In the midst of an extraordinary level of activity within the Department of Health lately around the area of patient safety, three pieces of genuinely frightening information have emerged, writes Mary Raftery
The first comes from the Minister for Health herself, and received remarkably little attention. In announcing the creation of her new Commission on Patient Safety and Quality Assurance last month, she made a ground-breaking admission.
She acknowledged that every year 100,000 Irish people suffer an injury directly as a result of the medical treatment they receive. In the jargon used, these are called adverse events. One thousand people every year die as a result of them, according to Mary Harney. That's almost 20 deaths a week caused by medical mistakes.
The Minister did not put it exactly as I have above. She was considerably more opaque, which may explain the relative lack of interest in her statement. She pointed to research carried out elsewhere which indicates that 10 per cent of hospital patients suffer an adverse medical event, and that 1 per cent of this group will die as a result. She said that Ireland was likely to be no different from elsewhere in this regard.
When you do the sums, based on Department of Health figures of roughly one million cases treated by Irish hospitals annually, you get a much more immediate sense of the scale of the problem. Families traumatised by the unnecessary loss of their loved ones, people already ill having to cope with increased pain and suffering - throughout the country, almost 2,000 people a week damaged by the treatment they receive.

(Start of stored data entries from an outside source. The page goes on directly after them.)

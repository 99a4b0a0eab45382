//! Per-endpoint counters
//!
//! Updated by the media context (writes) and the monitor thread
//! (reconnects, inbound chunks) without taking the endpoint lock.

use std::sync::atomic::{AtomicU64, Ordering};

/// Endpoint counters
#[derive(Debug, Default)]
pub struct EndpointStats {
    /// Bytes handed to the transport successfully
    bytes_sent: AtomicU64,

    /// Chunks handed to the transport successfully
    chunks_sent: AtomicU64,

    /// Chunks whose send call failed
    chunk_errors: AtomicU64,

    /// Writes dropped because no connected handle existed
    writes_dropped: AtomicU64,

    /// Bytes dropped along with those writes
    bytes_dropped: AtomicU64,

    /// Sender reconnect attempts made by the monitor
    reconnects: AtomicU64,

    /// Inbound connections accepted by a listener
    connections_accepted: AtomicU64,

    /// Inbound chunks forwarded by a listener
    chunks_received: AtomicU64,

    /// Inbound bytes forwarded by a listener
    bytes_received: AtomicU64,
}

impl EndpointStats {
    pub fn new() -> Self {
        Self::default()
    }

    pub(crate) fn chunk_sent(&self, bytes: usize) {
        self.chunks_sent.fetch_add(1, Ordering::Relaxed);
        self.bytes_sent.fetch_add(bytes as u64, Ordering::Relaxed);
    }

    pub(crate) fn chunk_failed(&self) {
        self.chunk_errors.fetch_add(1, Ordering::Relaxed);
    }

    pub(crate) fn write_dropped(&self, bytes: usize) {
        self.writes_dropped.fetch_add(1, Ordering::Relaxed);
        self.bytes_dropped.fetch_add(bytes as u64, Ordering::Relaxed);
    }

    pub(crate) fn reconnect_attempted(&self) {
        self.reconnects.fetch_add(1, Ordering::Relaxed);
    }

    pub(crate) fn connection_accepted(&self) {
        self.connections_accepted.fetch_add(1, Ordering::Relaxed);
    }

    pub(crate) fn chunk_received(&self, bytes: usize) {
        self.chunks_received.fetch_add(1, Ordering::Relaxed);
        self.bytes_received.fetch_add(bytes as u64, Ordering::Relaxed);
    }

    pub fn snapshot(&self) -> EndpointStatsSnapshot {
        EndpointStatsSnapshot {
            bytes_sent: self.bytes_sent.load(Ordering::Relaxed),
            chunks_sent: self.chunks_sent.load(Ordering::Relaxed),
            chunk_errors: self.chunk_errors.load(Ordering::Relaxed),
            writes_dropped: self.writes_dropped.load(Ordering::Relaxed),
            bytes_dropped: self.bytes_dropped.load(Ordering::Relaxed),
            reconnects: self.reconnects.load(Ordering::Relaxed),
            connections_accepted: self.connections_accepted.load(Ordering::Relaxed),
            chunks_received: self.chunks_received.load(Ordering::Relaxed),
            bytes_received: self.bytes_received.load(Ordering::Relaxed),
        }
    }
}

/// Point-in-time copy of [`EndpointStats`]
#[derive(Debug, Clone, Default, PartialEq, Eq, serde::Serialize)]
pub struct EndpointStatsSnapshot {
    pub bytes_sent: u64,
    pub chunks_sent: u64,
    pub chunk_errors: u64,
    pub writes_dropped: u64,
    pub bytes_dropped: u64,
    pub reconnects: u64,
    pub connections_accepted: u64,
    pub chunks_received: u64,
    pub bytes_received: u64,
}

impl EndpointStatsSnapshot {
    /// Share of attempted chunks that reached the transport
    pub fn send_success_rate(&self) -> f64 {
        let attempted = self.chunks_sent + self.chunk_errors;
        if attempted == 0 {
            1.0
        } else {
            self.chunks_sent as f64 / attempted as f64
        }
    }
}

Amid all the rows over waiting lists and A&E queues, there has been one mantra, repeated endlessly. It is that once you get into the system, the treatment you receive is outstanding. This assumption clearly needs to be revisited in the light of the Minister's admission. If 100,000 people a year become victims of their treatment, then clearly their quality of care is anything but excellent.
Further alarming information which emerged last month relates to the truly staggering levels of error in drug prescriptions for hospital patients. In one major Dublin teaching hospital, St Vincent's, a study found that over 60 per cent of patients admitted through its emergency department had mistakes in the prescriptions they were given for medication.
Drug errors can vary from the relatively minor to the lethal. That almost two out of every three patients admitted through A&E could be prescribed either too much or too little medication, or even the wrong drugs entirely, is seriously disturbing. And there is no reason whatsoever to believe that St Vincent's differs significantly in this respect from any other hospital in the country.
A further study in Cork confirms the appalling vista. It examined a group of 600 elderly patients admitted to Cork University Hospital over a four-month period last year, and showed that 52 per cent of them were given the wrong medication. In some cases, this "inappropriate" medication led to patients having to be further hospitalised.
These kinds of studies are enormously valuable in breaking down the culture of denial which continues to pervade the medical profession on the issue of the mistakes they make. What is heard most often from them is that there are no figures for errors in Irish hospitals, and that it is invalid to extrapolate from findings within other health systems.
For decades, the Department of Health has done nothing about this. While former minister for health Micheál Martin did acknowledge in 2001 that we had a significant problem of medical error, he made no effort to deal with it.
Mary Harney, conscious no doubt that some day the shocking number of deaths and injuries caused by treatment might actually become an election issue, has at last taken action, albeit of a limited nature. While she does deserve some credit, the effectiveness of the blitz of bodies, authorities and commissions she is establishing remains highly questionable.
We will have the Health Information and Quality Authority, but that seems to be more about nursing homes inspections (itself much needed) than about how to tackle medical error.
The new Medical Practitioners' Act, with its insistence on continuing education for doctors, will certainly be useful, although it also does not directly address the issue of error, how to record and reduce it.
Then we have the Commission on Patient Safety and Quality Assurance. This is a talking shop, whose function seems to be to report to the Minister in 18 months' time on measures to tackle medical mistakes.
Never mind that we have had any number of reports and recommendations on patient safety in the past.
It is akin to deciding to call a meeting of the passengers in your car when faced with imminent head-on collision. In the 18 months it will take this commission to report, 150,000 people will have been injured by their treatment in hospital and 1,500 of them will have died as a result. That alone should make this an issue on which a government should be judged at election time.